__EXERCISE DESCRIPTION__:
Among the lines below, copy exactly those from the one with "registry_ref.unsubscribe(id);" through the one with "observer.on_position_ready(1);", counting both ends.

__Saved entries__:
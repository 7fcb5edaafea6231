//! Ready-position notifications.
//!
//! Observers are told which position just received its final image. Delivery
//! is synchronous and unbatched: every ready event produces one call on every
//! registered observer, from whichever thread completed the load.
//!
//! Async consumers can register a [`ChannelObserver`], which forwards each
//! position into a tokio channel and never blocks the notifying thread.

use std::sync::atomic::{AtomicU64, Ordering};
use std::sync::Arc;

use parking_lot::RwLock;
use tokio::sync::mpsc;

/// Receives ready-position notifications from a catalog.
///
/// # Thread Safety
///
/// Implementations must be `Send + Sync`; notifications arrive on the thread
/// that completed the load. Observers are called without any catalog lock
/// held and may query the catalog.
pub trait CatalogObserver: Send + Sync {
    /// The image for `position` is ready to draw.
    fn on_position_ready(&self, position: usize);
}

/// Shared observer handle.
pub type SharedCatalogObserver = Arc<dyn CatalogObserver>;

/// Handle returned by a subscription, used to unsubscribe.
#[derive(Debug, Clone, Copy, PartialEq, Eq, Hash, PartialOrd, Ord)]
pub struct ObserverId(u64);

struct FnObserver<F>(F);

impl<F> CatalogObserver for FnObserver<F>
where
    F: Fn(usize) + Send + Sync,
{
    fn on_position_ready(&self, position: usize) {
        (self.0)(position)
    }
}

/// Registry of observers, notified in subscription order.
#[derive(Default)]
pub struct ObserverRegistry {
    next_id: AtomicU64,
    observers: RwLock<Vec<(ObserverId, SharedCatalogObserver)>>,
}

impl ObserverRegistry {
    pub fn new() -> Self {
        Self::default()
    }

    /// Register an observer.
    pub fn subscribe(&self, observer: SharedCatalogObserver) -> ObserverId {
        let id = ObserverId(self.next_id.fetch_add(1, Ordering::Relaxed));
        self.observers.write().push((id, observer));
        id
    }

    /// Register a closure as an observer.
    pub fn subscribe_fn<F>(&self, f: F) -> ObserverId
    where
        F: Fn(usize) + Send + Sync + 'static,
    {
        self.subscribe(Arc::new(FnObserver(f)))
    }

    /// Remove an observer. Returns `false` if the id was not registered.
    pub fn unsubscribe(&self, id: ObserverId) -> bool {
        let mut observers = self.observers.write();
        let before = observers.len();
        observers.retain(|(existing, _)| *existing != id);
        observers.len() != before
    }

    pub fn len(&self) -> usize {
        self.observers.read().len()
    }

    pub fn is_empty(&self) -> bool {
        self.observers.read().is_empty()
    }

    /// Deliver `position` to every observer. Returns how many were notified.
    pub fn notify(&self, position: usize) -> usize {
        // Snapshot so observers can (un)subscribe from inside the callback
        let observers: Vec<SharedCatalogObserver> = self
            .observers
            .read()
            .iter()
            .map(|(_, observer)| Arc::clone(observer))
            .collect();

        for observer in &observers {
            observer.on_position_ready(position);
        }
        observers.len()
    }
}

/// Observer that forwards ready positions into an unbounded tokio channel.
///
/// # Example
///
/// ```ignore
/// let (observer, mut ready_rx) = ChannelObserver::new();
/// catalog.subscribe(Arc::new(observer));
///
/// while let Some(position) = ready_rx.recv().await {
///     redraw(position);
/// }
/// ```
#[derive(Debug, Clone)]
pub struct ChannelObserver {
    tx: mpsc::UnboundedSender<usize>,
}

impl ChannelObserver {
    /// Create the observer and the receiving end of its channel.
    pub fn new() -> (Self, mpsc::UnboundedReceiver<usize>) {
        let (tx, rx) = mpsc::unbounded_channel();
        (Self { tx }, rx)
    }
}

impl CatalogObserver for ChannelObserver {
    fn on_position_ready(&self, position: usize) {
        if self.tx.send(position).is_err() {
            tracing::trace!(position, "Ready notification dropped, receiver closed");
        }
    }
}

#[cfg(test)]
mod tests {
    use super::*;
    use parking_lot::Mutex;

    #[test]
    fn test_notify_reaches_every_observer_in_order() {
        let registry = ObserverRegistry::new();
        let seen = Arc::new(Mutex::new(Vec::new()));

        for tag in ["a", "b"] {
            let seen = Arc::clone(&seen);
            registry.subscribe_fn(move |position| seen.lock().push((tag, position)));
        }

        assert_eq!(registry.notify(5), 2);
        assert_eq!(*seen.lock(), vec![("a", 5), ("b", 5)]);
    }

    #[test]
    fn test_unsubscribe_stops_delivery() {
        let registry = ObserverRegistry::new();
        let count = Arc::new(AtomicU64::new(0));

        let counter = Arc::clone(&count);
        let id = registry.subscribe_fn(move |_| {
            counter.fetch_add(1, Ordering::SeqCst);
        });
        registry.notify(0);

        assert!(registry.unsubscribe(id));
        assert!(!registry.unsubscribe(id));
        registry.notify(1);

        assert_eq!(count.load(Ordering::SeqCst), 1);
        assert!(registry.is_empty());
    }

    #[test]
    fn test_observer_may_unsubscribe_itself() {
        let registry = Arc::new(ObserverRegistry::new());
        let id_slot = Arc::new(Mutex::new(None));

        let registry_ref = Arc::clone(&registry);
        let slot = Arc::clone(&id_slot);
        let id = registry.subscribe_fn(move |_| {
            if let Some(id) = slot.lock().take() {
                registry_ref.unsubscribe(id);
            }
        });
        *id_slot.lock() = Some(id);

        assert_eq!(registry.notify(0), 1);
        assert_eq!(registry.len(), 0);
    }

    #[test]
    fn test_ids_are_unique() {
        let registry = ObserverRegistry::new();
        let a = registry.subscribe_fn(|_| {});
        let b = registry.subscribe_fn(|_| {});
        assert_ne!(a, b);
        assert_eq!(registry.len(), 2);
    }

    #[tokio::test]
    async fn test_channel_observer_forwards_positions() {
        let (observer, mut rx) = ChannelObserver::new();
        observer.on_position_ready(3);
        observer.on_position_ready(1);

        assert_eq!(rx.recv().await, Some(3));
        assert_eq!(rx.recv().await, Some(1));
    }

    #[test]
    fn test_channel_observer_tolerates_closed_receiver() {
        let (observer, rx) = ChannelObserver::new();
        drop(rx);
        observer.on_position_ready(0);
    }
}
//! Catalog statistics.
//!
//! Counters are lock-free atomics updated on the load and completion paths;
//! [`CatalogStats`] is a point-in-time copy for display.

use std::fmt;
use std::sync::atomic::{AtomicU64, Ordering};

/// Atomic counters owned by a catalog.
#[derive(Debug, Default)]
pub(crate) struct CatalogCounters {
    submissions: AtomicU64,
    completions: AtomicU64,
    failures: AtomicU64,
    placeholders_delivered: AtomicU64,
    notifications: AtomicU64,
    duplicate_loads_skipped: AtomicU64,
}

impl CatalogCounters {
    pub(crate) fn submission(&self) {
        self.submissions.fetch_add(1, Ordering::Relaxed);
    }

    pub(crate) fn completion(&self) {
        self.completions.fetch_add(1, Ordering::Relaxed);
    }

    pub(crate) fn failure(&self) {
        self.failures.fetch_add(1, Ordering::Relaxed);
    }

    pub(crate) fn placeholder_delivered(&self) {
        self.placeholders_delivered.fetch_add(1, Ordering::Relaxed);
    }

    pub(crate) fn notification(&self) {
        self.notifications.fetch_add(1, Ordering::Relaxed);
    }

    pub(crate) fn duplicate_skipped(&self) {
        self.duplicate_loads_skipped.fetch_add(1, Ordering::Relaxed);
    }

    pub(crate) fn snapshot(&self) -> CatalogStats {
        CatalogStats {
            submissions: self.submissions.load(Ordering::Relaxed),
            completions: self.completions.load(Ordering::Relaxed),
            failures: self.failures.load(Ordering::Relaxed),
            placeholders_delivered: self.placeholders_delivered.load(Ordering::Relaxed),
            notifications: self.notifications.load(Ordering::Relaxed),
            duplicate_loads_skipped: self.duplicate_loads_skipped.load(Ordering::Relaxed),
        }
    }
}

/// Snapshot of catalog activity.
#[derive(Debug, Clone, Copy, Default, PartialEq, Eq)]
pub struct CatalogStats {
    /// Requests handed to the loader.
    pub submissions: u64,
    /// Requests that delivered a final image.
    pub completions: u64,
    /// Requests the loader gave up on.
    pub failures: u64,
    /// Per-position placeholders received.
    pub placeholders_delivered: u64,
    /// Ready notifications sent to observers.
    pub notifications: u64,
    /// `load` calls ignored because the position was already in flight.
    pub duplicate_loads_skipped: u64,
}

impl CatalogStats {
    /// Requests submitted but not yet completed or failed.
    pub fn in_flight(&self) -> u64 {
        self.submissions.saturating_sub(self.completions + self.failures)
    }
}

impl fmt::Display for CatalogStats {
    fn fmt(&self, f: &mut fmt::Formatter<'_>) -> fmt::Result {
        write!(
            f,
            "submitted {}, completed {}, failed {}, in flight {}, placeholders {}, notified {}, duplicates skipped {}",
            self.submissions,
            self.completions,
            self.failures,
            self.in_flight(),
            self.placeholders_delivered,
            self.notifications,
            self.duplicate_loads_skipped
        )
    }
}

__RESULT OF THIS TASK__:
                registry_ref.unsubscribe(id);
            }
        });
        *id_slot.lock() = Some(id);

        assert_eq!(registry.notify(0), 1);
        assert_eq!(registry.len(), 0);
    }

    #[test]
    fn test_ids_are_unique() {
        let registry = ObserverRegistry::new();
        let a = registry.subscribe_fn(|_| {});
        let b = registry.subscribe_fn(|_| {});
        assert_ne!(a, b);
        assert_eq!(registry.len(), 2);
    }

    #[tokio::test]
    async fn test_channel_observer_forwards_positions() {
        let (observer, mut rx) = ChannelObserver::new();
        observer.on_position_ready(3);
        observer.on_position_ready(1);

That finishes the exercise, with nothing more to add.